:: Records supplied ::
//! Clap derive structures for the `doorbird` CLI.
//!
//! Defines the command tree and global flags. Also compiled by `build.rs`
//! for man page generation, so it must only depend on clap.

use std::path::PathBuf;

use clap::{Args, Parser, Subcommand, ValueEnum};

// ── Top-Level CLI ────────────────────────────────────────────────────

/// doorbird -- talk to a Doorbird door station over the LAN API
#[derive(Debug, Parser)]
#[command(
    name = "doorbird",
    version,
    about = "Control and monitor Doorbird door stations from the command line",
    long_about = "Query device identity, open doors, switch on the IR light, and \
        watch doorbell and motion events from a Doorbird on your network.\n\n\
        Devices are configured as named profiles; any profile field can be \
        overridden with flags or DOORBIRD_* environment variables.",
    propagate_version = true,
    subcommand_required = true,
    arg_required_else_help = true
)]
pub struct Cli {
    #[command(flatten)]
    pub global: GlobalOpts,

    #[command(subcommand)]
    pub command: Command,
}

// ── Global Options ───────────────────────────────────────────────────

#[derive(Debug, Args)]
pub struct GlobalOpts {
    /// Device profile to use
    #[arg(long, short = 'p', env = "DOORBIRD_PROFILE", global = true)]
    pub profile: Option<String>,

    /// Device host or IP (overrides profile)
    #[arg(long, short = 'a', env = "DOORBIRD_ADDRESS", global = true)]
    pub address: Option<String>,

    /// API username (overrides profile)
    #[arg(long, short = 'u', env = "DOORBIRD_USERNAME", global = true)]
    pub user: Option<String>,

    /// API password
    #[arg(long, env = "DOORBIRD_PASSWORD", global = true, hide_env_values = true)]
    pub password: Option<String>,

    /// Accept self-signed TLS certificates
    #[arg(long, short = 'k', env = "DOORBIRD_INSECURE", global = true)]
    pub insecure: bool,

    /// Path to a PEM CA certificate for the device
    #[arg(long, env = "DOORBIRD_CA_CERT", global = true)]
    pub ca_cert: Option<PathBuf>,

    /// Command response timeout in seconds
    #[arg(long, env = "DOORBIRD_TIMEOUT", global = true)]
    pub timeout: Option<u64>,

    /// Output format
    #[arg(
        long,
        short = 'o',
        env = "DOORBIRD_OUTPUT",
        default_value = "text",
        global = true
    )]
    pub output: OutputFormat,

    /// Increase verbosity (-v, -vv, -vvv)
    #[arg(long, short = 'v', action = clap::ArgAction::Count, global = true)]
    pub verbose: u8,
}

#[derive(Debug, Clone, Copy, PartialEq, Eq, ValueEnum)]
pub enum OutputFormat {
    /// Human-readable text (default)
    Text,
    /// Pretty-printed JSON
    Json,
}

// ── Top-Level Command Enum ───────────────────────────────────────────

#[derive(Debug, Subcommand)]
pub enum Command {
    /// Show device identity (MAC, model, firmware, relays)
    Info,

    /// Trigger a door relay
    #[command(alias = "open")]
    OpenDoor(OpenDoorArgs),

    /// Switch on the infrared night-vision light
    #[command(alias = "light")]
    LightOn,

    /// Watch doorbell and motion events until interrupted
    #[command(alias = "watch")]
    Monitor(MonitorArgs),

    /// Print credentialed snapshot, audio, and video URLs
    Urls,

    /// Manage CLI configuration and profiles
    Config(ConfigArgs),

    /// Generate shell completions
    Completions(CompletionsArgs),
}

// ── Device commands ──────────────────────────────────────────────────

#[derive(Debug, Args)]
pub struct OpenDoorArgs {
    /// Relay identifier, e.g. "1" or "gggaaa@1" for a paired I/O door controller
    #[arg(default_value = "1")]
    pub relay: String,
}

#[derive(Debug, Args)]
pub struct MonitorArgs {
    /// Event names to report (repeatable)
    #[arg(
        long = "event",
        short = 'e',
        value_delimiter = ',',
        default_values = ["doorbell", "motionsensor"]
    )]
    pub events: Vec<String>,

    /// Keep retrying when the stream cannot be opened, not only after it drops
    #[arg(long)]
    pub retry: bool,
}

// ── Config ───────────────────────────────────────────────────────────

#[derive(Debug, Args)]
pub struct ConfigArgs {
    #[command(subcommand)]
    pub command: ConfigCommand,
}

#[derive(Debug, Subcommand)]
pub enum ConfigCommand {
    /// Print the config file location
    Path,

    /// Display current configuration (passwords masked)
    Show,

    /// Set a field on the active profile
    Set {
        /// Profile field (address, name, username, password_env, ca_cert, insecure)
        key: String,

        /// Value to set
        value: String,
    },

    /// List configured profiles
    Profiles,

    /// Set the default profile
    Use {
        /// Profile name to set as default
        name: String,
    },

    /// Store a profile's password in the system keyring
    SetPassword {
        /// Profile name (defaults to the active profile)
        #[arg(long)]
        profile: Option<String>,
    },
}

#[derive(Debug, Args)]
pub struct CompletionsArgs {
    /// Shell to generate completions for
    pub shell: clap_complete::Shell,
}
:::
:: Records supplied ::
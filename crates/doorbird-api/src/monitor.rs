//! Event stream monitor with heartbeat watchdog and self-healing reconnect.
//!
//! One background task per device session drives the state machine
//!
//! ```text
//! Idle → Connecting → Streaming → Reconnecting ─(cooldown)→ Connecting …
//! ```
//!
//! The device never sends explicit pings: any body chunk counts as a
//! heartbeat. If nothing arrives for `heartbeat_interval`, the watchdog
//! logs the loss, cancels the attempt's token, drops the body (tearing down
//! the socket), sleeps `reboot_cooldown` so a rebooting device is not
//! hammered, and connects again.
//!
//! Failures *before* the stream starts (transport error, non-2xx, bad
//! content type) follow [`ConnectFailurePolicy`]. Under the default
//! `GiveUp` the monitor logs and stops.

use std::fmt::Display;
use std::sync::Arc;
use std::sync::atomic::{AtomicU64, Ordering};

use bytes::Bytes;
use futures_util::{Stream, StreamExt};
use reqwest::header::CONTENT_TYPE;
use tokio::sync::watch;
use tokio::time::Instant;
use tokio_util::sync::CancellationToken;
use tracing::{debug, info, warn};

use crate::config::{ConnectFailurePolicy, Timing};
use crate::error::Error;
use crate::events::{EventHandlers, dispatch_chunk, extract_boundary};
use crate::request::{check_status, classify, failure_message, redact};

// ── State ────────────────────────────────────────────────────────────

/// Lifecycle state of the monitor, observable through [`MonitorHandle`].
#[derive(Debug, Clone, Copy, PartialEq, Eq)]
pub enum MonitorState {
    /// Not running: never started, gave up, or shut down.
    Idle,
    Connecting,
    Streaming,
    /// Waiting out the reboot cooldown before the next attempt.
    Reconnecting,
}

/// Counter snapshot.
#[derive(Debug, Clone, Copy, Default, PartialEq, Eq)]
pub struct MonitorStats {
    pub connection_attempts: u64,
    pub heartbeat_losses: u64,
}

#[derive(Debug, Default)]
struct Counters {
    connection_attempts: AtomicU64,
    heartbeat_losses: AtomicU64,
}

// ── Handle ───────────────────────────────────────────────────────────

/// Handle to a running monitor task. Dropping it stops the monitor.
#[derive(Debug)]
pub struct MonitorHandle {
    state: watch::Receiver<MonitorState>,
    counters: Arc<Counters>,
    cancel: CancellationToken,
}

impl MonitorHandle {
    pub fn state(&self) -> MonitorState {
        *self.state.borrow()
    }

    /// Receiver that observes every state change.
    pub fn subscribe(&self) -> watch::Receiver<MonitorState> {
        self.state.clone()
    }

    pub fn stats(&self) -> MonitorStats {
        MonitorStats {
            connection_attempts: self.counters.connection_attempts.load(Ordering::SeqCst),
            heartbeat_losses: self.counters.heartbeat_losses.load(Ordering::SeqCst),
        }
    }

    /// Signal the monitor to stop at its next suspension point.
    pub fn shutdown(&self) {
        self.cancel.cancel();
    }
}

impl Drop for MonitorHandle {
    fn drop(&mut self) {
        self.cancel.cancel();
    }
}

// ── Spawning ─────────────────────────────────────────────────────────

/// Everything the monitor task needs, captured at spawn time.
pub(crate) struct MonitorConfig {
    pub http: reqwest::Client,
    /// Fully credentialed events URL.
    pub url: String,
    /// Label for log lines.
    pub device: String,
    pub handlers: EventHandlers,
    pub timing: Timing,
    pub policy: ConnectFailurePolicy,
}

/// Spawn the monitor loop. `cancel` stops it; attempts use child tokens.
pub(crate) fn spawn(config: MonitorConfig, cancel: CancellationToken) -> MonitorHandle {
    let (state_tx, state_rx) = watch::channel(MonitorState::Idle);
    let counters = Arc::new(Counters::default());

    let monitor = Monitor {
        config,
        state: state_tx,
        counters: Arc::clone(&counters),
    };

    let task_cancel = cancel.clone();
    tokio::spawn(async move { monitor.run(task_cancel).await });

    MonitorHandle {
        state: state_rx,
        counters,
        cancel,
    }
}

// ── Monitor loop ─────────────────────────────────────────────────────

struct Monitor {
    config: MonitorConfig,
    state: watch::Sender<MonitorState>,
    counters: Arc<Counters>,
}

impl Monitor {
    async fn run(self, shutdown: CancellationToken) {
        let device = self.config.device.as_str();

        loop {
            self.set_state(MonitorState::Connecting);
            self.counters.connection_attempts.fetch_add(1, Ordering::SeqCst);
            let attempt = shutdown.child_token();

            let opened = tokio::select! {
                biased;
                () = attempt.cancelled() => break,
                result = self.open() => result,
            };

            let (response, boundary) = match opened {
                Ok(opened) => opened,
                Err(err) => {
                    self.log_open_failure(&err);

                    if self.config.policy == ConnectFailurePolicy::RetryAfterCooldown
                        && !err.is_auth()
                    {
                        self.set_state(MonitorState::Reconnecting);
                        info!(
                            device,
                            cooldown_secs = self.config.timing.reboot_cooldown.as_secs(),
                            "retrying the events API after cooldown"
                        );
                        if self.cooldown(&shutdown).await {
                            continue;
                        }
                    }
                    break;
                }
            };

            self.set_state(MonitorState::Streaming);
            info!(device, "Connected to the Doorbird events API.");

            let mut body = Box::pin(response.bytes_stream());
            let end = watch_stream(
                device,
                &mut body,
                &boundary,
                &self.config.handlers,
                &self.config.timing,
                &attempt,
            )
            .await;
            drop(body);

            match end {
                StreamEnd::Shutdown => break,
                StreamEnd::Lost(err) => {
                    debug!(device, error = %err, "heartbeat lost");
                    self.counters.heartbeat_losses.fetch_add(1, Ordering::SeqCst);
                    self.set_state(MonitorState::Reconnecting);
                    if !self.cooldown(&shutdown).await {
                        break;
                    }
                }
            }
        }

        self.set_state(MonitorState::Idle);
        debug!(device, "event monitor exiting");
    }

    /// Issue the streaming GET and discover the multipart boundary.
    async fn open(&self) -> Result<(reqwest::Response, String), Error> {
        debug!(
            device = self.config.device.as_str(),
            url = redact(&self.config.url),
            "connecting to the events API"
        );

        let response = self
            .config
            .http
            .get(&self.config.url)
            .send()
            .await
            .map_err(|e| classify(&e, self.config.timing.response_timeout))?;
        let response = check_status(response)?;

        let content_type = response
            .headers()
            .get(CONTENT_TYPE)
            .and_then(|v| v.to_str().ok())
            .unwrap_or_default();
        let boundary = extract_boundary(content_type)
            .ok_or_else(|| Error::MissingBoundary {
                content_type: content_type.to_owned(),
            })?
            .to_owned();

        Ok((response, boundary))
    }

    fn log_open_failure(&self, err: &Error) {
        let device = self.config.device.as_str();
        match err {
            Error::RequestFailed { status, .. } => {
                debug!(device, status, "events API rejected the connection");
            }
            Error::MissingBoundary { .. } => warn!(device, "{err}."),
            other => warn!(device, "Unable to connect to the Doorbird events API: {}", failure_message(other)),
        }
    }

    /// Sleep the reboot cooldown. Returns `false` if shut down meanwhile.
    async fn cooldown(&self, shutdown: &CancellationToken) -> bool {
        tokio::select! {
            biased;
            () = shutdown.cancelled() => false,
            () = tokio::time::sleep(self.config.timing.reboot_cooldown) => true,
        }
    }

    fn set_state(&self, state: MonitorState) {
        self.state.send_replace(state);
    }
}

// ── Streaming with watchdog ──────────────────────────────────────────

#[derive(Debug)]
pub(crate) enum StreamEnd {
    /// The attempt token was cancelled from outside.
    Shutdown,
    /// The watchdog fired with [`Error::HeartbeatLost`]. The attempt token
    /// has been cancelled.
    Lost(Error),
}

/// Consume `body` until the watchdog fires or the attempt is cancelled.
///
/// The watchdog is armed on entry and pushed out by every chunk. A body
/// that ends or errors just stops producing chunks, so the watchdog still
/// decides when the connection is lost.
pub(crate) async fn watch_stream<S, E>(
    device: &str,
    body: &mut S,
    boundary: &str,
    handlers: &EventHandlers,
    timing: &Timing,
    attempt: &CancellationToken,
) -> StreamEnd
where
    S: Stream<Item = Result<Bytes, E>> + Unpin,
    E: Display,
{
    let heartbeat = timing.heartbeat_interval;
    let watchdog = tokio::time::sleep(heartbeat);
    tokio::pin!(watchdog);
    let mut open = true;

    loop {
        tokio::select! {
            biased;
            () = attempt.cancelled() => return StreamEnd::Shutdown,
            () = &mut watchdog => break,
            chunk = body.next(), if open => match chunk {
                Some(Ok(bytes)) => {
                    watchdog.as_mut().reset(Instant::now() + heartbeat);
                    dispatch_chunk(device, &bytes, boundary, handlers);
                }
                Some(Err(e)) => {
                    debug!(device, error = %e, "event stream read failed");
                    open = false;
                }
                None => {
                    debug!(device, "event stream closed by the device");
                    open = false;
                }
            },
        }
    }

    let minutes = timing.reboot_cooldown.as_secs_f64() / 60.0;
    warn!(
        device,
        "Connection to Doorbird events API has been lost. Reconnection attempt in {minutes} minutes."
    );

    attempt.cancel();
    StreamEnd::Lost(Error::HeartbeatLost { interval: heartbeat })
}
:::
*Problem requirements*. Reproduce each line of the entries in which the word "MissingBoundary" is found.

*Exercise response*.
            .ok_or_else(|| Error::MissingBoundary {
            Error::MissingBoundary { .. } => warn!(device, "{err}."),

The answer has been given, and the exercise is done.